WHAT TO DO – Your task is to copy each line of the records that includes the string "Display".

DATA FOR ANALYSIS –
//! Candidate mail-exchange hosts for a domain.
//!
//! [`MxCandidateList`] and the [`MxResolver`] seam are always available;
//! the DNS-backed pieces ([`check_mx`], [`DnsMxResolver`]) need the
//! `with-mx` feature.

mod candidates;
#[cfg(feature = "with-mx")]
mod error;
#[cfg(feature = "with-mx")]
mod resolver;
mod types;

pub use candidates::{FallbackOnly, MxCandidateList, MxResolver};
#[cfg(feature = "with-mx")]
pub use error::MxError as Error;
#[cfg(feature = "with-mx")]
pub use resolver::{DnsMxResolver, LookupMx, check_mx, normalize_domain};
pub use types::{MxRecord, MxStatus};
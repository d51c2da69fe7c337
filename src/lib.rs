#![forbid(unsafe_code)]
//! mailprobe_lib: does this mailbox probably exist? Asked over SMTP,
//! without sending anything.

pub mod validator;
pub use validator::{
    EmailAddress, EmailError, SyntaxCheck, ValidationMode, ValidationReport, is_valid,
    validate_email,
};

pub mod mx;
#[cfg(feature = "with-mx")]
pub use mx::{DnsMxResolver, Error as MxError, check_mx, normalize_domain};
pub use mx::{FallbackOnly, MxCandidateList, MxRecord, MxResolver, MxStatus};

pub mod smtp_verify;
#[cfg(feature = "with-mx")]
pub use smtp_verify::check_mailaddress_exists;
pub use smtp_verify::{
    AttemptOutcome, Connector, HostAttempt, ProbeError, ProbeOptions, ProbeOutcome, ProbeReport,
    Prober, SenderIdentity, SmtpEvent, StatusCode, TcpConnector, TimeoutBudget, classify_rcpt,
};
use std::fmt;
use std::time::Duration;

#[cfg(feature = "with-serde")]
use serde::{Deserialize, Serialize};

/// Three-digit SMTP reply code. Enhanced status codes are not modelled.
#[cfg_attr(feature = "with-serde", derive(Serialize, Deserialize), serde(transparent))]
#[derive(Debug, Clone, Copy, PartialEq, Eq, Hash, PartialOrd, Ord)]
pub struct StatusCode(u16);

impl StatusCode {
    pub const SERVICE_READY: Self = Self(220);
    pub const OK: Self = Self(250);

    pub fn new(code: u16) -> Option<Self> {
        (100..1000).contains(&code).then_some(Self(code))
    }

    pub fn as_u16(self) -> u16 {
        self.0
    }

    /// 450, 451 and 452: mailbox busy, local error, insufficient storage.
    /// Greylisting servers answer with one of these.
    pub fn is_temporary_failure(self) -> bool {
        matches!(self.0, 450..=452)
    }
}

impl fmt::Display for StatusCode {
    fn fmt(&self, f: &mut fmt::Formatter<'_>) -> fmt::Result {
        write!(f, "{}", self.0)
    }
}

/// Maps the RCPT TO reply onto the "probably exists" verdict.
///
/// 250 and the 450–452 temporary failures count as existing; any other
/// code, or no parseable code at all, does not.
pub fn classify_rcpt(code: Option<StatusCode>) -> bool {
    match code {
        Some(StatusCode::OK) => true,
        Some(code) => code.is_temporary_failure(),
        None => false,
    }
}

#[cfg_attr(feature = "with-serde", derive(Serialize, Deserialize))]
#[derive(Debug, Clone, Copy, PartialEq, Eq)]
pub enum Stage {
    Connect,
    Greeting,
    Helo,
    MailFrom,
    RcptTo,
    Rset,
    Quit,
}

impl fmt::Display for Stage {
    fn fmt(&self, f: &mut fmt::Formatter<'_>) -> fmt::Result {
        f.write_str(match self {
            Self::Connect => "connect",
            Self::Greeting => "greeting",
            Self::Helo => "HELO",
            Self::MailFrom => "MAIL FROM",
            Self::RcptTo => "RCPT TO",
            Self::Rset => "RSET",
            Self::Quit => "QUIT",
        })
    }
}

/// A raw server reply together with its parsed code.
#[cfg_attr(feature = "with-serde", derive(Serialize, Deserialize))]
#[derive(Debug, Clone, PartialEq, Eq, Default)]
pub struct SmtpReply {
    pub code: Option<StatusCode>,
    pub raw: String,
}

impl SmtpReply {
    pub fn absent() -> Self {
        Self::default()
    }

    pub fn is(&self, code: StatusCode) -> bool {
        self.code == Some(code)
    }
}

/// A recorded transcript event used for diagnostics.
#[cfg_attr(feature = "with-serde", derive(Serialize, Deserialize))]
#[derive(Debug, Clone, PartialEq, Eq)]
pub enum SmtpEvent {
    Sent { stage: Stage, command: String },
    Received { stage: Stage, reply: SmtpReply },
    Error { stage: Stage, message: String },
}

impl fmt::Display for SmtpEvent {
    fn fmt(&self, f: &mut fmt::Formatter<'_>) -> fmt::Result {
        match self {
            Self::Sent { command, .. } => write!(f, "C: {command}"),
            Self::Received { stage, reply } => match reply.code {
                Some(_) => write!(f, "S: {}", first_line(&reply.raw)),
                None if reply.raw.is_empty() => write!(f, "S: <no reply to {stage}>"),
                None => write!(f, "S: <unparseable> {}", first_line(&reply.raw)),
            },
            Self::Error { stage, message } => write!(f, "!  {stage}: {message}"),
        }
    }
}

fn first_line(raw: &str) -> &str {
    raw.lines().next().unwrap_or_default().trim_end()
}

/// What happened with a single candidate host.
#[cfg_attr(feature = "with-serde", derive(Serialize, Deserialize))]
#[derive(Debug, Clone, PartialEq, Eq)]
pub enum AttemptOutcome {
    /// The TCP connection could not be established.
    Unreachable { message: String },
    /// Connected, but the greeting was not 220.
    GreetingRejected { code: Option<StatusCode> },
    /// The transaction ran; `rcpt` is the RCPT TO reply code.
    Transacted { rcpt: Option<StatusCode> },
}

/// Detailed record of one candidate host interrogation.
#[cfg_attr(feature = "with-serde", derive(Serialize, Deserialize))]
#[derive(Debug, Clone, PartialEq, Eq)]
pub struct HostAttempt {
    pub exchange: String,
    pub connect_timeout: Option<Duration>,
    pub events: Vec<SmtpEvent>,
    pub outcome: AttemptOutcome,
}

impl HostAttempt {
    pub(crate) fn new(
        exchange: impl Into<String>,
        connect_timeout: Option<Duration>,
        events: Vec<SmtpEvent>,
        outcome: AttemptOutcome,
    ) -> Self {
        Self {
            exchange: exchange.into(),
            connect_timeout,
            events,
            outcome,
        }
    }
}

#[cfg_attr(feature = "with-serde", derive(Serialize, Deserialize))]
#[derive(Debug, Clone, PartialEq, Eq)]
pub enum ProbeOutcome {
    /// Rejected by the syntax check; no network activity took place.
    InvalidSyntax,
    /// No candidate host accepted a connection and greeted with 220.
    NoHostReachable,
    /// A transaction ran against `exchange`.
    Completed {
        exchange: String,
        rcpt: Option<StatusCode>,
    },
}

impl fmt::Display for ProbeOutcome {
    fn fmt(&self, f: &mut fmt::Formatter<'_>) -> fmt::Result {
        match self {
            Self::InvalidSyntax => f.write_str("invalid address syntax"),
            Self::NoHostReachable => f.write_str("no mail server reachable"),
            Self::Completed {
                exchange,
                rcpt: Some(code),
            } => write!(f, "{exchange} answered {code} to RCPT TO"),
            Self::Completed {
                exchange,
                rcpt: None,
            } => write!(f, "{exchange} gave no usable reply to RCPT TO"),
        }
    }
}

/// Full result of a probe; [`ProbeReport::exists`] is the boolean verdict.
#[cfg_attr(feature = "with-serde", derive(Serialize, Deserialize))]
#[derive(Debug, Clone, PartialEq, Eq)]
pub struct ProbeReport {
    pub email: String,
    pub outcome: ProbeOutcome,
    pub attempts: Vec<HostAttempt>,
}

impl ProbeReport {
    pub(crate) fn new(email: &str, outcome: ProbeOutcome, attempts: Vec<HostAttempt>) -> Self {
        Self {
            email: email.to_string(),
            outcome,
            attempts,
        }
    }

    pub fn exists(&self) -> bool {
        match &self.outcome {
            ProbeOutcome::Completed { rcpt, .. } => classify_rcpt(*rcpt),
            ProbeOutcome::InvalidSyntax | ProbeOutcome::NoHostReachable => false,
        }
    }

    pub fn rcpt_code(&self) -> Option<StatusCode> {
        match &self.outcome {
            ProbeOutcome::Completed { rcpt, .. } => *rcpt,
            _ => None,
        }
    }

    pub fn hosts_tried(&self) -> Vec<&str> {
        self.attempts.iter().map(|a| a.exchange.as_str()).collect()
    }

    /// Transcript lines prefixed with their host, in attempt order.
    pub fn transcript(&self) -> Vec<String> {
        self.attempts
            .iter()
            .flat_map(|attempt| {
                attempt
                    .events
                    .iter()
                    .map(move |event| format!("[{}] {event}", attempt.exchange))
            })
            .collect()
    }
}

ANSWER TO THE PROBLEM –
impl fmt::Display for StatusCode {
impl fmt::Display for Stage {
impl fmt::Display for SmtpEvent {
impl fmt::Display for ProbeOutcome {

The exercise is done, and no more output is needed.